## Task details
In the data below, find every line with the string "TestOptions" and pull it out.

┌──

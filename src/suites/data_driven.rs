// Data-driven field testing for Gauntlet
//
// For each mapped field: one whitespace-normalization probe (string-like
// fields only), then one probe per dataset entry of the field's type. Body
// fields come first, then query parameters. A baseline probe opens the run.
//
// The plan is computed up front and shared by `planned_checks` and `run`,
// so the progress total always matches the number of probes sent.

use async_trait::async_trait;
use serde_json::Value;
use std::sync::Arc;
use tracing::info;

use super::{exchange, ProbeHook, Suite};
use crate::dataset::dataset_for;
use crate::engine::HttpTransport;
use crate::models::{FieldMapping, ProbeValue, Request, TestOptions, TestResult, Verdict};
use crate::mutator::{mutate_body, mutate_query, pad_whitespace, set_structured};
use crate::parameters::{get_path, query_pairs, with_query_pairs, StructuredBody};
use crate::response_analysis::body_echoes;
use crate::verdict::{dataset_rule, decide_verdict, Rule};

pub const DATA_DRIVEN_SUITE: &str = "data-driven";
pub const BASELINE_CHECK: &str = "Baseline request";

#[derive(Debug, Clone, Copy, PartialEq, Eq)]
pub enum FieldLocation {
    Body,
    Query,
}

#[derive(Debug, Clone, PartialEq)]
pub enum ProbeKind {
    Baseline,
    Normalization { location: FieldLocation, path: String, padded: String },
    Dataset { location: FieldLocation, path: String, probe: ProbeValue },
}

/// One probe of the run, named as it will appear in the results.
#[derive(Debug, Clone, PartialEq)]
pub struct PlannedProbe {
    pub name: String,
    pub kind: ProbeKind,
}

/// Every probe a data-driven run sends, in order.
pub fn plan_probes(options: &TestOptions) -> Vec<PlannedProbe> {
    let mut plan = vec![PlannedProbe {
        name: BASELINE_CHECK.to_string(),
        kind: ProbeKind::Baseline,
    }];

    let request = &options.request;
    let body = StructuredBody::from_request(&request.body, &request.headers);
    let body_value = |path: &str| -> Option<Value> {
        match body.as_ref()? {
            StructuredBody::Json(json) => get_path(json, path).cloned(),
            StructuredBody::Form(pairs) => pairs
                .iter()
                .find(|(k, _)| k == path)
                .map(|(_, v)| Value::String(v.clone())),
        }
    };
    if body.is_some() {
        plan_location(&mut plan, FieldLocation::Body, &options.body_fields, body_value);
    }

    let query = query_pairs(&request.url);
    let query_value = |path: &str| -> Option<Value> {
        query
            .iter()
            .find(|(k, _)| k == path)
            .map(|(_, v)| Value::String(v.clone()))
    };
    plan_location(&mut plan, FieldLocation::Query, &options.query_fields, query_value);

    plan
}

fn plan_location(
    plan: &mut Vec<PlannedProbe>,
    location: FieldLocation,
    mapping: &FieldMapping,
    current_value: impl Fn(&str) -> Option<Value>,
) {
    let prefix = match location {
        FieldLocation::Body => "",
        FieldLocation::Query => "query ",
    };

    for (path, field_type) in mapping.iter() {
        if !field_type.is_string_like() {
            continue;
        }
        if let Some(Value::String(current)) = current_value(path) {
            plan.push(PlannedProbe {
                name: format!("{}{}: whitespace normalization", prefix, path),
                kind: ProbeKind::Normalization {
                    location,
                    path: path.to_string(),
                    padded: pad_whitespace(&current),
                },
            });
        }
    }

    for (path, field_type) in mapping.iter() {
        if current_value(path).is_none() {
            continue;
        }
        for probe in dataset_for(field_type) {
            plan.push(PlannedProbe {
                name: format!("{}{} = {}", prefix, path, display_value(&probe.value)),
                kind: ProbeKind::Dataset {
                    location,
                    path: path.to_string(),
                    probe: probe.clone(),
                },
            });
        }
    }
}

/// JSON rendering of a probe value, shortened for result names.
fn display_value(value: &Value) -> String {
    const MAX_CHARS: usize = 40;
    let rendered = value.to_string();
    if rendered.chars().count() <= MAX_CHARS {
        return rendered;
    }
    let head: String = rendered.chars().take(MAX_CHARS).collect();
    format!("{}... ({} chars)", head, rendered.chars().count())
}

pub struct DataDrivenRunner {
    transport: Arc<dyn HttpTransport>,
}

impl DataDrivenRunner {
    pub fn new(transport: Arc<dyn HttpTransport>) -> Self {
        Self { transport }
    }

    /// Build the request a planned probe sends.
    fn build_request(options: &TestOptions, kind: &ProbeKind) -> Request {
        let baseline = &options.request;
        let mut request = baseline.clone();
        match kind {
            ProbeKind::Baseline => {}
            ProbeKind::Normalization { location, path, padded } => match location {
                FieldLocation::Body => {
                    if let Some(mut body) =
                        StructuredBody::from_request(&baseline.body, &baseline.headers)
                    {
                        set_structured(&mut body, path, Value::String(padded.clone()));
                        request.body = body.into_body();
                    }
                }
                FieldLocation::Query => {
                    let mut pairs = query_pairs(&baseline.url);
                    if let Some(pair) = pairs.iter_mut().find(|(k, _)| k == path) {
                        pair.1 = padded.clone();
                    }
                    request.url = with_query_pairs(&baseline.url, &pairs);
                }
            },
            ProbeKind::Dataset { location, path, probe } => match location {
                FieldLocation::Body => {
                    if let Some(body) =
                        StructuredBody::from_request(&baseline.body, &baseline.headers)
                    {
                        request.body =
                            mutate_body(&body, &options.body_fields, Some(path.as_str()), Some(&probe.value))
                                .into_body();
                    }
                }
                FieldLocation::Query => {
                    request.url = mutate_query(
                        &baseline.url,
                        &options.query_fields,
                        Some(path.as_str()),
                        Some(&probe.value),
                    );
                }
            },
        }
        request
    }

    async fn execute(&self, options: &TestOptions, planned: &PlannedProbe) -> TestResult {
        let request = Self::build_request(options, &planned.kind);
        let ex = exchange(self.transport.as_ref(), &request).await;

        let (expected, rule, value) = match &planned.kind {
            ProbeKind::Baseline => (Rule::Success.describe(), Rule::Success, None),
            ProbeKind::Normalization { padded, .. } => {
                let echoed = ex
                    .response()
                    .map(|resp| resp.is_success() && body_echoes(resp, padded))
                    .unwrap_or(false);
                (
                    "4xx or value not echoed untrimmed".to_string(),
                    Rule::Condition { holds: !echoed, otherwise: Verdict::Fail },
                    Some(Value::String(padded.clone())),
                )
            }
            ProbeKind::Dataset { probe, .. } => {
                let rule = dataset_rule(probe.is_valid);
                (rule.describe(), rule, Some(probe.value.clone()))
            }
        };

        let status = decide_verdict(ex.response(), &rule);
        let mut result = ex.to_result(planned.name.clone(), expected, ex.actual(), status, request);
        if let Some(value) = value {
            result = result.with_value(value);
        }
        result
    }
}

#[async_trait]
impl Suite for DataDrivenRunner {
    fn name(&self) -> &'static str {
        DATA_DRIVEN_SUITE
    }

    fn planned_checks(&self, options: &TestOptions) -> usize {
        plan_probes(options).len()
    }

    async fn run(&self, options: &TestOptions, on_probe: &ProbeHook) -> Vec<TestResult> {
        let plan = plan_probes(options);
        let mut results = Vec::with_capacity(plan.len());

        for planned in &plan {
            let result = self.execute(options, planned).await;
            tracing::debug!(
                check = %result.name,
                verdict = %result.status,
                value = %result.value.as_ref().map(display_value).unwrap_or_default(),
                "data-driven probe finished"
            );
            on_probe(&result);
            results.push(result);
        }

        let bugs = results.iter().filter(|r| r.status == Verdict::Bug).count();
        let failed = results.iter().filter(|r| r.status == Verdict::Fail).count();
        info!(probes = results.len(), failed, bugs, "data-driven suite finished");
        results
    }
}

└──

## Answer area
use crate::models::{FieldMapping, ProbeValue, Request, TestOptions, TestResult, Verdict};
pub fn plan_probes(options: &TestOptions) -> Vec<PlannedProbe> {
    fn build_request(options: &TestOptions, kind: &ProbeKind) -> Request {
    async fn execute(&self, options: &TestOptions, planned: &PlannedProbe) -> TestResult {
    fn planned_checks(&self, options: &TestOptions) -> usize {
    async fn run(&self, options: &TestOptions, on_probe: &ProbeHook) -> Vec<TestResult> {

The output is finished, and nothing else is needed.